Detailing a journey to the Scottish Highlands, this collection illustrates the area's dramatic landscapes.
Photography has been something I’ve been interested in for a long time, but until recently I’d never pursued it as a hobby. My background and main passion is for filmmaking and storytelling.
In early 2013 I travelled to the Scottish Highlands for a small film shoot in and around the Isle of Skye. I was only there for a few days but fell in love with the landscape and remember flying back home, after a rather hectic shoot, inspired into planning the beginnings of a return trip, but this time for stills photography. This was when my eagerness and appetite for photography really set in.
Its well known that in filmmaking there’s a lot of rushing, and a certain level of pressure, so the idea of going back and sitting within some of those incredible landscapes with the freedom to simply search for the most pleasing frame and wait for the right moment was something I liked the sound of.
Below is some of the resulting photography, shot on my Canon 60D.
In my backpack, along with my 60D and a tripod, I had the Canon EF-S 17-55mm f2.8, Canon 55-250mm f4-5.6, Nikon 100mm f2.8, Nikon 24mm f2.8, a number of ND’s and a polariser filter.
My general process for landscapes has been to take multiple exposures, particularly when brightness has been at its most extreme, and then blend or comp together in post where needed to get the best of both. I typically shoot relatively open with a shutter of at least 100. I also have a taste for shooting landscapes in portrait from time to time.
My initial intentions were to do black and white landscape photography; this was due to my admiration for Sebastião Salgado and his wonderful, high contrast black and white images. However I happened to time my trip with the changing colours of autumn, so for some photos the vibrancy was too impressive to ignore, though I still love the look of many pictures in black and white. In some cases I have put up both, so you can see my dilemma and judge for yourself what you prefer.
Taking this particular photo (above and middle) made for my most enjoyable or at least memorable time on the Isle of Skye and it came just after one of my lowest points. I was staying at a backpackers hostel, for which I had had positive experiences of in the past, however on this occasion it was a packed room with an obnoxious truck driver who kept everyone up with some of the loudest snoring I have ever heard.
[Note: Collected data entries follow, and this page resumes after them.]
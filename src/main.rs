use anyhow::Context;
use chrono::Utc;
use clap::{Parser, Subcommand};
use git_file_state::core::{
    colors::{format_file_status, status_colored},
    output::{print_detail, print_error, print_section_header},
};
use git_file_state::{
    refresh, Capabilities, Collaborators, FileState, GitRepo, GitStateError, LockState,
    RemoteState, StatusConfig, StatusRecord, StatusSnapshot, StatusTable, StatusUpdate,
    TreeState, RULES,
};
use serde::Serialize;
use std::env;
use std::path::{Path, PathBuf};

#[derive(Parser)]
#[command(name = "git-file-state")]
#[command(about = "Resolve and inspect per-file source control status")]
#[command(version)]
struct Cli {
    /// Enable debug logging
    #[arg(long, global = true)]
    debug: bool,

    /// Print JSON instead of text
    #[arg(long, global = true)]
    json: bool,

    #[command(subcommand)]
    command: Commands,
}

#[derive(Subcommand)]
enum Commands {
    /// Resolve a status record given on the command line
    Resolve {
        #[arg(long, default_value = "unknown")]
        file_state: FileState,
        #[arg(long, default_value = "not_in_repo")]
        tree_state: TreeState,
        #[arg(long, default_value = "branched")]
        remote_state: RemoteState,
        #[arg(long, default_value = "unknown")]
        lock_state: LockState,
        /// Who holds the lock, for locked_other
        #[arg(long)]
        lock_owner: Option<String>,
    },
    /// Show the status of files in the current git repository
    Inspect {
        /// Files to inspect
        #[arg(required = true)]
        paths: Vec<PathBuf>,
        /// Also list the file history
        #[arg(long)]
        history: bool,
    },
    /// Print the status precedence table
    Rules,
}

#[derive(Serialize)]
struct Report<'a> {
    path: Option<&'a Path>,
    capabilities: Capabilities,
    #[serde(flatten)]
    snapshot: &'a StatusSnapshot,
}

impl<'a> Report<'a> {
    fn new(path: Option<&'a Path>, snapshot: &'a StatusSnapshot) -> Self {
        Self {
            path,
            capabilities: snapshot.capabilities(),
            snapshot,
        }
    }
}

fn main() {
    let cli = Cli::parse();

    // Configure logging based on --debug flag
    let level = if cli.debug { "debug" } else { "info" };
    env_logger::Builder::from_env(env_logger::Env::default().default_filter_or(level)).init();

    let config = StatusConfig::load_or_default();
    if !config.color || cli.json {
        colored::control::set_override(false);
    }

    let result = match cli.command {
        Commands::Resolve {
            file_state,
            tree_state,
            remote_state,
            lock_state,
            lock_owner,
        } => execute_resolve(
            StatusRecord::new(file_state, tree_state, remote_state, lock_state),
            lock_owner,
            cli.json,
        ),
        Commands::Inspect { paths, history } => {
            execute_inspect(&config, &paths, history, cli.json)
        }
        Commands::Rules => execute_rules(cli.json),
    };

    if let Err(e) = result {
        match e.downcast_ref::<GitStateError>() {
            Some(GitStateError::NotInGitRepo) => print_error("Not in a git repository"),
            _ => print_error(&format!("{e:#}")),
        }
        std::process::exit(1);
    }
}

fn execute_resolve(
    record: StatusRecord,
    lock_owner: Option<String>,
    json: bool,
) -> anyhow::Result<()> {
    let mut update = StatusUpdate::new(record, Utc::now());
    update.lock_owner = lock_owner;
    let snapshot = StatusSnapshot::from_update(update);

    if json {
        println!(
            "{}",
            serde_json::to_string_pretty(&Report::new(None, &snapshot))?
        );
    } else {
        println!("{}", status_colored(snapshot.status(), snapshot.status().as_str()));
        print_capabilities(&snapshot);
    }
    Ok(())
}

fn execute_inspect(
    config: &StatusConfig,
    paths: &[PathBuf],
    with_history: bool,
    json: bool,
) -> anyhow::Result<()> {
    let current_dir = env::current_dir()?;
    let repo = GitRepo::open(&current_dir)?.with_lfs_locking(config.lfs_locking);
    let branch = repo.current_branch()?;
    log::debug!("Current branch: {}", branch.as_deref().unwrap_or("-none-"));

    let collaborators = Collaborators::new(&repo)
        .with_history(&repo)
        .with_branches(&repo);
    let table = StatusTable::new();
    for path in paths {
        let handle = table.track(path);
        refresh(&handle, &collaborators, Utc::now())
            .with_context(|| format!("Failed to read status of {}", path.display()))?;
    }

    let snapshots: Vec<(PathBuf, _)> = table
        .paths()
        .into_iter()
        .filter_map(|path| table.get(&path).map(|handle| (path, handle.snapshot())))
        .collect();

    if json {
        let reports: Vec<Report<'_>> = snapshots
            .iter()
            .map(|(path, snapshot)| Report::new(Some(path.as_path()), snapshot))
            .collect();
        println!("{}", serde_json::to_string_pretty(&reports)?);
        return Ok(());
    }

    for (path, snapshot) in &snapshots {
        println!(
            "{}",
            format_file_status(snapshot.status(), &path.display().to_string())
        );
        if let Some(owner) = snapshot.checked_out_other() {
            print_detail("locked by", owner);
        }
        if let (Some(current), Some(divergent)) =
            (&branch, snapshot.other_branch_head_modification())
        {
            if snapshot.is_checked_out_or_modified_in_other_branch(current) {
                print_detail(
                    "modified in",
                    &format!("{} ({})", divergent.branch, divergent.commit.short()),
                );
            }
        }
        if let Some(base) = snapshot.base_for_merge() {
            print_detail(
                "merge base",
                &format!("#{} {}", base.revision_number, base.revision.short()),
            );
        }
        if with_history {
            for entry in snapshot.history() {
                print_detail(
                    &format!("#{}", entry.revision_number),
                    &format!("{} {} {}", entry.revision.short(), entry.action, entry.description),
                );
            }
        }
    }
    Ok(())
}

fn execute_rules(json: bool) -> anyhow::Result<()> {
    if json {
        let rules: Vec<_> = RULES
            .iter()
            .map(|rule| {
                serde_json::json!({
                    "rank": rule.rank(),
                    "status": rule.status,
                    "condition": rule.condition,
                })
            })
            .collect();
        println!("{}", serde_json::to_string_pretty(&rules)?);
        return Ok(());
    }

    for rule in RULES.iter() {
        println!(
            "{:>2}  {}  {}",
            rule.rank(),
            status_colored(rule.status, &format!("{:<15}", rule.status.as_str())),
            rule.condition
        );
    }
    Ok(())
}

fn print_capabilities(snapshot: &StatusSnapshot) {
    let caps = snapshot.capabilities();
    print_section_header("Capabilities");
    let flags = [
        ("can_checkout", caps.can_checkout),
        ("is_checked_out", caps.is_checked_out),
        ("is_checked_out_other", caps.is_checked_out_other),
        ("can_checkin", caps.can_checkin),
        ("can_add", caps.can_add),
        ("can_delete", caps.can_delete),
        ("can_revert", caps.can_revert),
        ("can_edit", caps.can_edit),
        ("is_conflicted", caps.is_conflicted),
        ("is_current", caps.is_current),
        ("is_source_controlled", caps.is_source_controlled),
        ("is_ignored", caps.is_ignored),
        ("is_unknown", caps.is_unknown),
        ("is_modified", caps.is_modified),
        ("is_added", caps.is_added),
        ("is_deleted", caps.is_deleted),
    ];
    for (name, value) in flags {
        print_detail(name, if value { "yes" } else { "no" });
    }
    if let Some(owner) = snapshot.checked_out_other() {
        print_detail("locked by", owner);
    }
}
As I had planned to get up before dawn to hike up to Old Man of Storr for a sunrise photo, I resorted to sleeping in my car with the hope of getting what little sleep I could. The following morning, under a relatively clear sky I hiked up to the vantage point I had in mind, and as is typical of the weather in the highlands a thick mist set in around me, and the next thing I knew it was snowing.
The mist and snow disappeared as quickly as it had arrived but I was left with a now overcast sky and a dull landscape. For the next couple of hours I sat precariously on a steep slope of The Storr, huddled up next to my tripod and camera, in complete solitude. I sat there, almost in the fetal position, quite warm in my multiple layers despite being battered by the wind and other elements, and found myself feeling a certain calm.
I had just simply realised I was doing exactly what I had wanted and planned to do, sitting on the side of a mountain in a stunning landscape waiting for the right photo to present itself.